▶ **Provided data**:
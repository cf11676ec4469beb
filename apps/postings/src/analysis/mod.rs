// Aggregate views over postings: skills demand, per-state title dominance,
// compensation filtering. Plotting and map rendering stay outside this
// crate; these functions produce the plain data those consumers render.

pub mod filters;
pub mod skills;
pub mod states;

pub use filters::filter_by_salary_range;
pub use skills::{
    skill_cooccurrence, skill_match, top_skills, SkillCount, DEFAULT_SKILL_CATALOGUE,
};
pub use states::{dominant_title_by_state, StateDominantTitle};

▶ **Directions for this task**:
Print the whole listing once more, exactly as it stands.

▶ **Reply**:
repository cf11676ec4469beb
filename apps/postings/src/analysis/mod.rs
// Aggregate views over postings: skills demand, per-state title dominance,
// compensation filtering. Plotting and map rendering stay outside this
// crate; these functions produce the plain data those consumers render.

pub mod filters;
pub mod skills;
pub mod states;

pub use filters::filter_by_salary_range;
pub use skills::{
    skill_cooccurrence, skill_match, top_skills, SkillCount, DEFAULT_SKILL_CATALOGUE,
};
pub use states::{dominant_title_by_state, StateDominantTitle};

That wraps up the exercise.